Eleven-week-old Marley Marie Newton travelled to Cornwall with mum Casey Herve and grandmother Donna Fidoe to take part in filming. She was playing the part of the daughter of a friend of Lucy's. Mrs Fidoe played the part of a maid.

The film has been written and directed by Steve Baldwin who has spent much of the past seven years trying to unravel the tragic true tale of Lucy Sands, 16, who was last seen in December 1881.

Most of it has been filmed in Cornwall, where he lives. But when Steve filmed in Workington last year he met Mrs Fidoe, who, like many others, is intrigued by the story of Lucy Sands.

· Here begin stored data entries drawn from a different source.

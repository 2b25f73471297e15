use async_trait::async_trait;
use reqwest::Client;
use serde::{Deserialize, Serialize};
use std::sync::Arc;
use tracing::instrument;

pub use lex_error::{LexError, Result};

#[derive(Debug, Clone, Default)]
pub struct ChatCompletion {
    pub content: String,
    pub prompt_tokens: Option<u32>,
    pub completion_tokens: Option<u32>,
}

#[async_trait]
pub trait ChatModel: Send + Sync {
    async fn chat(&self, system: &str, user: &str) -> Result<ChatCompletion>;

    fn model_id(&self) -> &str;
}

#[async_trait]
pub trait EmbedModel: Send + Sync {
    async fn embed(&self, texts: &[String]) -> Result<Vec<Vec<f32>>>;
}

// ========== OpenAI-compatible (covers OpenAI, DeepSeek, local proxies) ==========

#[derive(Clone)]
pub struct OpenAiCompatConfig {
    pub base_url: String,                // e.g. https://api.openai.com
    pub api_key: String,                 // Bearer token
    pub chat_model: String,              // e.g. gpt-4o
    pub embedding_model: Option<String>, // e.g. text-embedding-3-small
}

#[derive(Clone)]
pub struct OpenAiCompatClient {
    http: Client,
    cfg: OpenAiCompatConfig,
}

impl OpenAiCompatClient {
    pub fn new(cfg: OpenAiCompatConfig) -> Self {
        Self {
            http: Client::new(),
            cfg,
        }
    }
}

#[derive(Serialize)]
struct OaiChatReqMsg {
    role: String,
    content: String,
}

#[derive(Serialize)]
struct OaiChatReq {
    model: String,
    messages: Vec<OaiChatReqMsg>,
    #[serde(skip_serializing_if = "Option::is_none")]
    temperature: Option<f32>,
}

#[derive(Deserialize)]
struct OaiChatRespChoiceMsg {
    content: String,
}

#[derive(Deserialize)]
struct OaiChatRespChoice {
    message: OaiChatRespChoiceMsg,
}

#[derive(Deserialize)]
struct OaiUsage {
    prompt_tokens: Option<u32>,
    completion_tokens: Option<u32>,
}

#[derive(Deserialize)]
struct OaiChatResp {
    choices: Vec<OaiChatRespChoice>,
    usage: Option<OaiUsage>,
}

fn service_error(provider: &str, status: reqwest::StatusCode, body: String) -> LexError {
    // 429/5xx 视为瞬时，带上重试提示
    let retry_after = if status.as_u16() == 429 || status.is_server_error() {
        Some(std::time::Duration::from_secs(30))
    } else {
        None
    };
    LexError::LlmService {
        provider: provider.to_string(),
        message: format!("status={} body={}", status, body),
        retry_after,
    }
}

#[async_trait]
impl ChatModel for OpenAiCompatClient {
    #[instrument(skip(self, system, user))]
    async fn chat(&self, system: &str, user: &str) -> Result<ChatCompletion> {
        let url = format!(
            "{}/v1/chat/completions",
            self.cfg.base_url.trim_end_matches('/')
        );
        let body = OaiChatReq {
            model: self.cfg.chat_model.clone(),
            messages: vec![
                OaiChatReqMsg {
                    role: "system".into(),
                    content: system.to_string(),
                },
                OaiChatReqMsg {
                    role: "user".into(),
                    content: user.to_string(),
                },
            ],
            temperature: Some(0.1),
        };

        let resp = self
            .http
            .post(url)
            .bearer_auth(&self.cfg.api_key)
            .json(&body)
            .send()
            .await
            .map_err(|e| LexError::Network {
                operation: "http_request".to_string(),
                message: e.to_string(),
            })?;

        if !resp.status().is_success() {
            let status = resp.status();
            let txt = resp.text().await.unwrap_or_default();
            return Err(service_error("openai_compat", status, txt));
        }

        let data: OaiChatResp = resp.json().await.map_err(|e| LexError::Network {
            operation: "http_request".to_string(),
            message: e.to_string(),
        })?;
        let content = data
            .choices
            .first()
            .map(|c| c.message.content.clone())
            .unwrap_or_default();
        let (prompt_tokens, completion_tokens) = data
            .usage
            .map(|u| (u.prompt_tokens, u.completion_tokens))
            .unwrap_or((None, None));
        Ok(ChatCompletion {
            content,
            prompt_tokens,
            completion_tokens,
        })
    }

    fn model_id(&self) -> &str {
        &self.cfg.chat_model
    }
}

#[derive(Serialize)]
struct OaiEmbedReq {
    model: String,
    input: Vec<String>,
}

#[derive(Deserialize)]
struct OaiEmbedData {
    embedding: Vec<f32>,
}

#[derive(Deserialize)]
struct OaiEmbedResp {
    data: Vec<OaiEmbedData>,
}

#[async_trait]
impl EmbedModel for OpenAiCompatClient {
    #[instrument(skip(self, texts))]
    async fn embed(&self, texts: &[String]) -> Result<Vec<Vec<f32>>> {
        let model = self
            .cfg
            .embedding_model
            .clone()
            .ok_or_else(|| LexError::Configuration {
                key: "embedding_model".to_string(),
                reason: "not configured".to_string(),
            })?;
        let url = format!("{}/v1/embeddings", self.cfg.base_url.trim_end_matches('/'));
        let body = OaiEmbedReq {
            model,
            input: texts.to_vec(),
        };

        let resp = self
            .http
            .post(url)
            .bearer_auth(&self.cfg.api_key)
            .json(&body)
            .send()
            .await
            .map_err(|e| LexError::Network {
                operation: "http_request".to_string(),
                message: e.to_string(),
            })?;

        if !resp.status().is_success() {
            let status = resp.status();
            let txt = resp.text().await.unwrap_or_default();
            let retry_after = if status.as_u16() == 429 || status.is_server_error() {
                Some(std::time::Duration::from_secs(30))
            } else {
                None
            };
            return Err(LexError::EmbeddingService {
                provider: "openai_compat".to_string(),
                message: format!("status={} body={}", status, txt),
                retry_after,
            });
        }

        let data: OaiEmbedResp = resp.json().await.map_err(|e| LexError::Network {
            operation: "http_request".to_string(),
            message: e.to_string(),
        })?;
        Ok(data.data.into_iter().map(|d| d.embedding).collect())
    }
}

// ========== Anthropic (Claude) ==========

#[derive(Clone)]
pub struct AnthropicConfig {
    pub api_key: String,
    pub model: String,   // e.g. claude-3-5-sonnet-latest
    pub api_url: String, // default https://api.anthropic.com
}

#[derive(Clone)]
pub struct AnthropicClient {
    http: Client,
    cfg: AnthropicConfig,
}

impl AnthropicClient {
    pub fn new(cfg: AnthropicConfig) -> Self {
        Self {
            http: Client::new(),
            cfg,
        }
    }
}

#[derive(Serialize)]
struct AnthMessageReqMsg {
    role: &'static str,
    content: String,
}

#[derive(Serialize)]
struct AnthMessageReq {
    model: String,
    system: String,
    messages: Vec<AnthMessageReqMsg>,
    max_tokens: u32,
    temperature: Option<f32>,
}

#[derive(Deserialize)]
struct AnthMessageRespContent {
    #[allow(dead_code)]
    r#type: String,
    text: Option<String>,
}

#[derive(Deserialize)]
struct AnthUsage {
    input_tokens: Option<u32>,
    output_tokens: Option<u32>,
}

#[derive(Deserialize)]
struct AnthMessageResp {
    content: Vec<AnthMessageRespContent>,
    usage: Option<AnthUsage>,
}

#[async_trait]
impl ChatModel for AnthropicClient {
    #[instrument(skip(self, system, user))]
    async fn chat(&self, system: &str, user: &str) -> Result<ChatCompletion> {
        let url = format!("{}/v1/messages", self.cfg.api_url.trim_end_matches('/'));
        let body = AnthMessageReq {
            model: self.cfg.model.clone(),
            system: system.to_string(),
            messages: vec![AnthMessageReqMsg {
                role: "user",
                content: user.to_string(),
            }],
            max_tokens: 2048,
            temperature: Some(0.1),
        };

        let resp = self
            .http
            .post(url)
            .header("x-api-key", &self.cfg.api_key)
            .header("anthropic-version", "2023-06-01")
            .json(&body)
            .send()
            .await
            .map_err(|e| LexError::Network {
                operation: "http_request".to_string(),
                message: e.to_string(),
            })?;

        if !resp.status().is_success() {
            let status = resp.status();
            let txt = resp.text().await.unwrap_or_default();
            return Err(service_error("anthropic", status, txt));
        }

        let data: AnthMessageResp = resp.json().await.map_err(|e| LexError::Network {
            operation: "http_request".to_string(),
            message: e.to_string(),
        })?;
        let mut out = String::new();
        for c in data.content.into_iter() {
            if let Some(t) = c.text {
                out.push_str(&t);
            }
        }
        let (prompt_tokens, completion_tokens) = data
            .usage
            .map(|u| (u.input_tokens, u.output_tokens))
            .unwrap_or((None, None));
        Ok(ChatCompletion {
            content: out,
            prompt_tokens,
            completion_tokens,
        })
    }

    fn model_id(&self) -> &str {
        &self.cfg.model
    }
}

// ========== Provider Registry & Config ==========

#[derive(Debug, Clone, Serialize, Deserialize)]
#[serde(tag = "kind")]
pub enum ChatProviderConfig {
    #[serde(rename = "openai_compat")]
    OpenAiCompat {
        base_url: String,
        api_key: String,
        model: String,
    },
    #[serde(rename = "anthropic")]
    Anthropic {
        api_url: Option<String>,
        api_key: String,
        model: String,
    },
    /// Fixed response, for offline development and tests
    #[serde(rename = "static")]
    Static { response: String },
}

/// Chat model that always returns the same completion
pub struct StaticChatModel {
    response: String,
}

impl StaticChatModel {
    pub fn new(response: &str) -> Self {
        Self {
            response: response.to_string(),
        }
    }
}

#[async_trait]
impl ChatModel for StaticChatModel {
    async fn chat(&self, _system: &str, _user: &str) -> Result<ChatCompletion> {
        Ok(ChatCompletion {
            content: self.response.clone(),
            prompt_tokens: None,
            completion_tokens: None,
        })
    }

    fn model_id(&self) -> &str {
        "static"
    }
}

#[derive(Debug, Clone, Serialize, Deserialize)]
#[serde(tag = "kind")]
pub enum EmbedProviderConfig {
    #[serde(rename = "openai_compat")]
    OpenAiCompat {
        base_url: String,
        api_key: String,
        model: String,
    },
}

/// Per-request provider/model selection: the pipeline asks for a chat
/// client by provider name and may override the configured model id.
#[derive(Default)]
pub struct ProviderRegistry {
    chat: std::collections::HashMap<String, ChatProviderConfig>,
    shared: std::collections::HashMap<String, Arc<dyn ChatModel>>,
}

impl ProviderRegistry {
    pub fn new() -> Self {
        Self::default()
    }

    pub fn register_chat(mut self, name: &str, cfg: ChatProviderConfig) -> Self {
        self.chat.insert(name.to_string(), cfg);
        self
    }

    /// Register an already constructed client under a provider name
    pub fn register_shared(mut self, name: &str, model: Arc<dyn ChatModel>) -> Self {
        self.shared.insert(name.to_string(), model);
        self
    }

    pub fn has_provider(&self, name: &str) -> bool {
        self.chat.contains_key(name) || self.shared.contains_key(name)
    }

    pub fn chat_model(&self, provider: &str, model: Option<&str>) -> Result<Arc<dyn ChatModel>> {
        if let Some(shared) = self.shared.get(provider) {
            return Ok(shared.clone());
        }
        let cfg = self
            .chat
            .get(provider)
            .ok_or_else(|| LexError::Configuration {
                key: format!("provider.{}", provider),
                reason: "chat provider not configured".to_string(),
            })?;
        Ok(match cfg.clone() {
            ChatProviderConfig::OpenAiCompat {
                base_url,
                api_key,
                model: configured,
            } => Arc::new(OpenAiCompatClient::new(OpenAiCompatConfig {
                base_url,
                api_key,
                chat_model: model.map(str::to_string).unwrap_or(configured),
                embedding_model: None,
            })),
            ChatProviderConfig::Anthropic {
                api_url,
                api_key,
                model: configured,
            } => Arc::new(AnthropicClient::new(AnthropicConfig {
                api_url: api_url.unwrap_or_else(|| "https://api.anthropic.com".into()),
                api_key,
                model: model.map(str::to_string).unwrap_or(configured),
            })),
            ChatProviderConfig::Static { response } => Arc::new(StaticChatModel::new(&response)),
        })
    }
}

pub fn make_embed_model(cfg: EmbedProviderConfig) -> Box<dyn EmbedModel> {
    match cfg {
        EmbedProviderConfig::OpenAiCompat {
            base_url,
            api_key,
            model,
        } => Box::new(OpenAiCompatClient::new(OpenAiCompatConfig {
            base_url,
            api_key,
            chat_model: "".into(),
            embedding_model: Some(model),
        })),
    }
}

"My mum went through to help when they were filming at the Helena Thompson Museum. When she told Steve she had another grandchild on the way he said she could play a part in the film," said Casey, a housekeeper at Center Parcs.

Marley was born at the West Cumberland Hospital on October 23. Eleven weeks later she was in front of the camera, being cradled by one of the film's actresses.

"She was brilliant," said Casey, who has another daughter, Lily Rose, two. "I think the way Steve has written the story is so good, it was fun to be part of it all.

"I'm really looking forward to seeing the film when it comes out next year."

Some Workington youngsters took part in filming when the crew was in town last October. Pupils at Workington Academy played the angry mob outside court and the mournful congregation at Lucy’s funeral in St John’s Church.

The Ballad of Lucy Sands is the story of a young orphan brought from Belfast to live with family in Workington. In December 1881, she left her home on Christian Street to walk with her friends and never returned home.

Lucy’s body was discovered three months later, hidden beneath a pile of old road cobbles by the side of the busy main road that led out of town.